Collected data:
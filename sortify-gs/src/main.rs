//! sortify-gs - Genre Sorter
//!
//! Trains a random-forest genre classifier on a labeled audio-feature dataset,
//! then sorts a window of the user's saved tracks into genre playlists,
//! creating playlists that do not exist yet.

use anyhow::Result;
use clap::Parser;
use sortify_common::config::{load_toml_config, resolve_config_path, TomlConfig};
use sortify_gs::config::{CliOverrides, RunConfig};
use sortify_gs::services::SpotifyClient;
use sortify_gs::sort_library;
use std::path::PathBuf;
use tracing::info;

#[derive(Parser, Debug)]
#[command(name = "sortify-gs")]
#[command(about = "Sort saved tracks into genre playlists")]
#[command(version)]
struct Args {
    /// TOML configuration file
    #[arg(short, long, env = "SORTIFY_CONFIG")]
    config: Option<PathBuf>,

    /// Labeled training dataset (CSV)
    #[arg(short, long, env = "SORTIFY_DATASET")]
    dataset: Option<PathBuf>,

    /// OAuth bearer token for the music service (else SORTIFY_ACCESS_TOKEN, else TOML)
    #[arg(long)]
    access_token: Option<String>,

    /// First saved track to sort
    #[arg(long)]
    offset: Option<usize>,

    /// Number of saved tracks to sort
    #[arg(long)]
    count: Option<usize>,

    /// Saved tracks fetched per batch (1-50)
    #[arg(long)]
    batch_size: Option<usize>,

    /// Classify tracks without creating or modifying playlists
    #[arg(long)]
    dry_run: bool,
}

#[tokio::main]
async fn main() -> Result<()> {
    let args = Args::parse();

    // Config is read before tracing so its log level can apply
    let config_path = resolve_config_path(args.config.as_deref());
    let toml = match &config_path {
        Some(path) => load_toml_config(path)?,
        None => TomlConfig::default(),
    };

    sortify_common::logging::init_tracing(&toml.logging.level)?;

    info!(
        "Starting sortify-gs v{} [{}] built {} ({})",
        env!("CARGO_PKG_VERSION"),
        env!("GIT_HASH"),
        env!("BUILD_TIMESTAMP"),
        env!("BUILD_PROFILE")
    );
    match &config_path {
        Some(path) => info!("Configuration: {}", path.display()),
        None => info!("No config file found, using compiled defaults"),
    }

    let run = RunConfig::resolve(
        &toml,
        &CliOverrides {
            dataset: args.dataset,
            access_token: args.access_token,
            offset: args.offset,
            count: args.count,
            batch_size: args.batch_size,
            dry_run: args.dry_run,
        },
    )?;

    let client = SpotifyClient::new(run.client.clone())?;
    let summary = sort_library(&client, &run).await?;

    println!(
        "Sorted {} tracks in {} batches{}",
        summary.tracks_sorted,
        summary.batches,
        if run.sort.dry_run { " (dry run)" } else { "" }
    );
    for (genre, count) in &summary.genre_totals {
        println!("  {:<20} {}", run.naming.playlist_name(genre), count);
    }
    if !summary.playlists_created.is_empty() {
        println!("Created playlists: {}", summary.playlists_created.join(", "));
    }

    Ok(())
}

---

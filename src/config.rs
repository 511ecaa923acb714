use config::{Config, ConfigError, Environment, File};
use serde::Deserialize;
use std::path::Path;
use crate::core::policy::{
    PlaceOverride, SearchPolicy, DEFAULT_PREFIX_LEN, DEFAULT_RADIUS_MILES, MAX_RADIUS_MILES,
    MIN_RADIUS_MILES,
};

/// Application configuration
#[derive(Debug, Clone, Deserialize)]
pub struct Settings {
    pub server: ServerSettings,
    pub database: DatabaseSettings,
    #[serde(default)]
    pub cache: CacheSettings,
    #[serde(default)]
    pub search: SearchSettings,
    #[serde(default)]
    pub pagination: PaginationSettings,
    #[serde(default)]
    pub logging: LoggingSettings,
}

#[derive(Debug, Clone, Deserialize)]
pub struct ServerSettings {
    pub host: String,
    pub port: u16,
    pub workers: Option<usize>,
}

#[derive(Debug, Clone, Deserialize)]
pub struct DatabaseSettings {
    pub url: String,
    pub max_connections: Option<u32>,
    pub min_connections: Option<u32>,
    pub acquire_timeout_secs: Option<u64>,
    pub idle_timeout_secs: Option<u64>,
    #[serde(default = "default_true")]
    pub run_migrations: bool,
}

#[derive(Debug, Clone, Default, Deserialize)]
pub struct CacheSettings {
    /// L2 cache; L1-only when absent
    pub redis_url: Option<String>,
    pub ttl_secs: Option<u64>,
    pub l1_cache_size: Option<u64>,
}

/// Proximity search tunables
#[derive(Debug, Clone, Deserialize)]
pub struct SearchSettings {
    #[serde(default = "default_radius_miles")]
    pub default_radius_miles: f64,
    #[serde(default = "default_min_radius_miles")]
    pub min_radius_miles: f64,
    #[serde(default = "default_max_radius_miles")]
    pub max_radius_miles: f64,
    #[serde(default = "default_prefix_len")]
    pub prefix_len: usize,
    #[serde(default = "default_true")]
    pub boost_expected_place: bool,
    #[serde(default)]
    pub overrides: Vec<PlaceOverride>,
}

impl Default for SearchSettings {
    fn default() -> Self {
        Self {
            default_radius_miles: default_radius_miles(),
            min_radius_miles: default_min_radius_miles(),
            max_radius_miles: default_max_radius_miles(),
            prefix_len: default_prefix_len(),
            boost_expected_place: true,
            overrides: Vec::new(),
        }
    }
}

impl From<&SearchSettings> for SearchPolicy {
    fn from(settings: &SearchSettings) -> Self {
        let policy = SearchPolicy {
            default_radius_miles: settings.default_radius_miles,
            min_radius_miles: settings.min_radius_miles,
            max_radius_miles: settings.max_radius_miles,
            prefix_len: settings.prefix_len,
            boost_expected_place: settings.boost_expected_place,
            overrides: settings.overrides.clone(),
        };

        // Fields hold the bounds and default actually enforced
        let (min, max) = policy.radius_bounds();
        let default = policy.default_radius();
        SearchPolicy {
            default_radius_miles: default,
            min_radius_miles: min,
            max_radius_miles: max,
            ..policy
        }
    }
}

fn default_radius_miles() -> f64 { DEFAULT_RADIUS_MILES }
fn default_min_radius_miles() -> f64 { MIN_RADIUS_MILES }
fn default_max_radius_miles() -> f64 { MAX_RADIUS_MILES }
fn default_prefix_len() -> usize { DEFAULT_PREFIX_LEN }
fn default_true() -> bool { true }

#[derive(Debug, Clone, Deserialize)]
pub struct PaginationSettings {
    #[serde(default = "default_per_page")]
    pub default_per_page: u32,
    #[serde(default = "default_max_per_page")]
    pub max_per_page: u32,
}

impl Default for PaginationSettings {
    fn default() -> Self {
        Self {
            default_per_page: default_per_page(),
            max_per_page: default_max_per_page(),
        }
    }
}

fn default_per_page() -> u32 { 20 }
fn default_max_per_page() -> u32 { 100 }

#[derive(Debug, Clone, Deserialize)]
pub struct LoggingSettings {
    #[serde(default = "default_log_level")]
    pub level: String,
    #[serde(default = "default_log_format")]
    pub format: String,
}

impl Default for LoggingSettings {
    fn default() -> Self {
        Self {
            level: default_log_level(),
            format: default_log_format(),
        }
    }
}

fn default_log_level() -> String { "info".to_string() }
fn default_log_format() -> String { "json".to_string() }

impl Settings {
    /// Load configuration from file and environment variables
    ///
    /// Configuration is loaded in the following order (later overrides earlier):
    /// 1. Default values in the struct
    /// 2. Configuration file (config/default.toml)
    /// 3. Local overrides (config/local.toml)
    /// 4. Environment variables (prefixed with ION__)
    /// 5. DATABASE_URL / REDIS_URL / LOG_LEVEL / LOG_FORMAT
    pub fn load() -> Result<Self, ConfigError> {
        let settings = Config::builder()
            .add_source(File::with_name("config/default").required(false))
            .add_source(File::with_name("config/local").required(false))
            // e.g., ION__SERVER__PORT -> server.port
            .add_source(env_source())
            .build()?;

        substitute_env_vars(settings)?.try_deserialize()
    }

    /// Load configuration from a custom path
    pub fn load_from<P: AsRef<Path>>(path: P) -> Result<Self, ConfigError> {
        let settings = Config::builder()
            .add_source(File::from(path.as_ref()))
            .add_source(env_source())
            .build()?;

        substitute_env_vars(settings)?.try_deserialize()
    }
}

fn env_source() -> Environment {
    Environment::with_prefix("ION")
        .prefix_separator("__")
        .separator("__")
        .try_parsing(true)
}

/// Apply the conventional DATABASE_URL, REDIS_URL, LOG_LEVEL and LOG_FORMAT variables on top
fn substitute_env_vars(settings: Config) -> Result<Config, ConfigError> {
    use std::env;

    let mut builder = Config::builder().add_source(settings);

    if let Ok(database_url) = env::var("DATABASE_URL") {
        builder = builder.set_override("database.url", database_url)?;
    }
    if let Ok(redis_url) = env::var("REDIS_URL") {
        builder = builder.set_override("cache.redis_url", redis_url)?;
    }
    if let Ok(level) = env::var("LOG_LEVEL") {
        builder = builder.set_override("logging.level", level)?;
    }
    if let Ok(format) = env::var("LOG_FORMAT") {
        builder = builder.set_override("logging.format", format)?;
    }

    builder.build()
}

What the task asks:
Among the lines above, which contain the word "PlaceOverride"? Copy every one.

Reply to the task:
    PlaceOverride, SearchPolicy, DEFAULT_PREFIX_LEN, DEFAULT_RADIUS_MILES, MAX_RADIUS_MILES,
    pub overrides: Vec<PlaceOverride>,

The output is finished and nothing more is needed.